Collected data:
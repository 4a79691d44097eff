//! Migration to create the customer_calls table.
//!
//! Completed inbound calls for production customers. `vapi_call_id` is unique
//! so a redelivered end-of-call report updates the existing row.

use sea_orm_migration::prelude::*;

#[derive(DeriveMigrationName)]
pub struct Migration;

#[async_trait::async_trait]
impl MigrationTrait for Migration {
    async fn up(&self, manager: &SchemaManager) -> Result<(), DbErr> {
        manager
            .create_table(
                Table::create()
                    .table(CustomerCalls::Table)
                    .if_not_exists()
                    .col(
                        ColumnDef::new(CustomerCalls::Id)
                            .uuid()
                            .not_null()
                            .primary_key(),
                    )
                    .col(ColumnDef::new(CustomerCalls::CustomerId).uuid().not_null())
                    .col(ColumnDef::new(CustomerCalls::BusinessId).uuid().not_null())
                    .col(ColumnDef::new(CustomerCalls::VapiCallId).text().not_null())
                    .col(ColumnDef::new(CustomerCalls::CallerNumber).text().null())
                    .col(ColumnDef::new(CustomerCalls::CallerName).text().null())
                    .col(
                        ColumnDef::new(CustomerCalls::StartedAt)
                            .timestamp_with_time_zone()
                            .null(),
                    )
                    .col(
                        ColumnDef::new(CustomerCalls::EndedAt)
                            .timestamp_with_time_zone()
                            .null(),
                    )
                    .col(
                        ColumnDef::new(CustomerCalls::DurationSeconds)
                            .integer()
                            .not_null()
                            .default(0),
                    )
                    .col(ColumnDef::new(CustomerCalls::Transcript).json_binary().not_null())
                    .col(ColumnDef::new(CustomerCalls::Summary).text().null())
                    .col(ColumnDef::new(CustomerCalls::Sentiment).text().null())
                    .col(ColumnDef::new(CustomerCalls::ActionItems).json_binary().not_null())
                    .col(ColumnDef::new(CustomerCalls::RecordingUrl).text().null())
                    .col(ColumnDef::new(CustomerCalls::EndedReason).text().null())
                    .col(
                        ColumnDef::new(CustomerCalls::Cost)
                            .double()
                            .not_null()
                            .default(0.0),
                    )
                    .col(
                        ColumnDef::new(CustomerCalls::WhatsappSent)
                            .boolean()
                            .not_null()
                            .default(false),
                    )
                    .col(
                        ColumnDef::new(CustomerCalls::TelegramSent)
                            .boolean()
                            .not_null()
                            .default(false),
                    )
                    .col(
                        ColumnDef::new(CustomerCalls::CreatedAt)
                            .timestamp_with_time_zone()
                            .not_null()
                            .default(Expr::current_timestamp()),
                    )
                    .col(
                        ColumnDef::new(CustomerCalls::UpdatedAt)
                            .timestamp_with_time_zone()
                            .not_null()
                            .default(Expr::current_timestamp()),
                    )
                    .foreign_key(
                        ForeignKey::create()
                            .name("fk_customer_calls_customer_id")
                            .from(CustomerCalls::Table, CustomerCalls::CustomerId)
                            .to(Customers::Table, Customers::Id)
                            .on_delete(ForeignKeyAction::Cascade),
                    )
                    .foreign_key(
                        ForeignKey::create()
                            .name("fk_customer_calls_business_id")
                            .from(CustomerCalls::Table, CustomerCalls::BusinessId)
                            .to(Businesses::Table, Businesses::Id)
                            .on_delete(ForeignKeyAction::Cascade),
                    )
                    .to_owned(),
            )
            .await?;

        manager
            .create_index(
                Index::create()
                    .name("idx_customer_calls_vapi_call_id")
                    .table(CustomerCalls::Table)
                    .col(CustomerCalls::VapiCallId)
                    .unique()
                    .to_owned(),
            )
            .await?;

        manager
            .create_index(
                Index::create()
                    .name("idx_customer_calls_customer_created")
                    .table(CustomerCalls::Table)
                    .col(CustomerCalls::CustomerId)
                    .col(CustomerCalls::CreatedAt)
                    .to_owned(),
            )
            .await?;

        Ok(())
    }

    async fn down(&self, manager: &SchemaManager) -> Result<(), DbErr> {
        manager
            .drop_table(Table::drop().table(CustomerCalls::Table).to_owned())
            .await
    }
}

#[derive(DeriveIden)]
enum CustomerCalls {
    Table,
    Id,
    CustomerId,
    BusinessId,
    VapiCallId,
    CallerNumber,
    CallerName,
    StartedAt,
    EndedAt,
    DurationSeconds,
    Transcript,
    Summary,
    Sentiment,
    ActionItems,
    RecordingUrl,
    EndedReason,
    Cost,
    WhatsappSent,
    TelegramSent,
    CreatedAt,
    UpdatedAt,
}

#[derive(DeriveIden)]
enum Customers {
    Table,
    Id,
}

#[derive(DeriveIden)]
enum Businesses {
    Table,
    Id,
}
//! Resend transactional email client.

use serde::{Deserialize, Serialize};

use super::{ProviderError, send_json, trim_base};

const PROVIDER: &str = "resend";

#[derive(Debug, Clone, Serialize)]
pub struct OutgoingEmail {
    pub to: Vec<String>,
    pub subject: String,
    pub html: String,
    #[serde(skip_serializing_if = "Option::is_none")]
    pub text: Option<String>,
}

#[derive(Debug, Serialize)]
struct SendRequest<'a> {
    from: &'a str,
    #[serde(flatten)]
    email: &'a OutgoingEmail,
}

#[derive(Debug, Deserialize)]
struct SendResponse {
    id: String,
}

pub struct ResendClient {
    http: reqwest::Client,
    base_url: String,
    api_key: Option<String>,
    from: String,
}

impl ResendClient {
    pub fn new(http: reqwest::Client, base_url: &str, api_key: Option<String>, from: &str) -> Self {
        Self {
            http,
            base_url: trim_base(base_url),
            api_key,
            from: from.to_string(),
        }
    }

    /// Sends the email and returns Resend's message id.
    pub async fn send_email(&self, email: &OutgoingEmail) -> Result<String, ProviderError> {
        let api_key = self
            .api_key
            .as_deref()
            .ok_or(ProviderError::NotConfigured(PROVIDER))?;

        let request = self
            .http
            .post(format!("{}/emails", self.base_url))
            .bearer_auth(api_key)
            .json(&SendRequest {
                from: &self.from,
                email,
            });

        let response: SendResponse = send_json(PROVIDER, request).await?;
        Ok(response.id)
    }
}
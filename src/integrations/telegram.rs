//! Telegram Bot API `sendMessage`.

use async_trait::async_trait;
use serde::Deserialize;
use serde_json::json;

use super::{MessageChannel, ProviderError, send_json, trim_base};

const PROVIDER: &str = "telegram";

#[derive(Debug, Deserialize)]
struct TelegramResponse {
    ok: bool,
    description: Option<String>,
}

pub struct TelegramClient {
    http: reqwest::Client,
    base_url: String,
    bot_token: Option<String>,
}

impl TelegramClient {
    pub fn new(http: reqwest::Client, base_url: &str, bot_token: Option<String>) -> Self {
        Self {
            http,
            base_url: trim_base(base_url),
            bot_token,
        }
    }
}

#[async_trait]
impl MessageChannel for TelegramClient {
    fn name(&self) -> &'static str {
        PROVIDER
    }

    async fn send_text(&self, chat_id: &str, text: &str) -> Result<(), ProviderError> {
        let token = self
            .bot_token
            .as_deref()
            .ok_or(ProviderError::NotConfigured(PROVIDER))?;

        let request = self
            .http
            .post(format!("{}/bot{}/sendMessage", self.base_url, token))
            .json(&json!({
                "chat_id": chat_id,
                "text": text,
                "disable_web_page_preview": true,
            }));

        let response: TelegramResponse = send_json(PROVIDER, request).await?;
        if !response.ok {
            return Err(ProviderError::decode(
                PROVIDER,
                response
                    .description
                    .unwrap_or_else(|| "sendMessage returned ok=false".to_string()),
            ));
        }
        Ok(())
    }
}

PROBLEM DESCRIPTION:
Your answer should consist of each line of the data above in which the word "unique" occurs.

EXPECTED ANSWER:
//! Completed inbound calls for production customers. `vapi_call_id` is unique
                    .unique()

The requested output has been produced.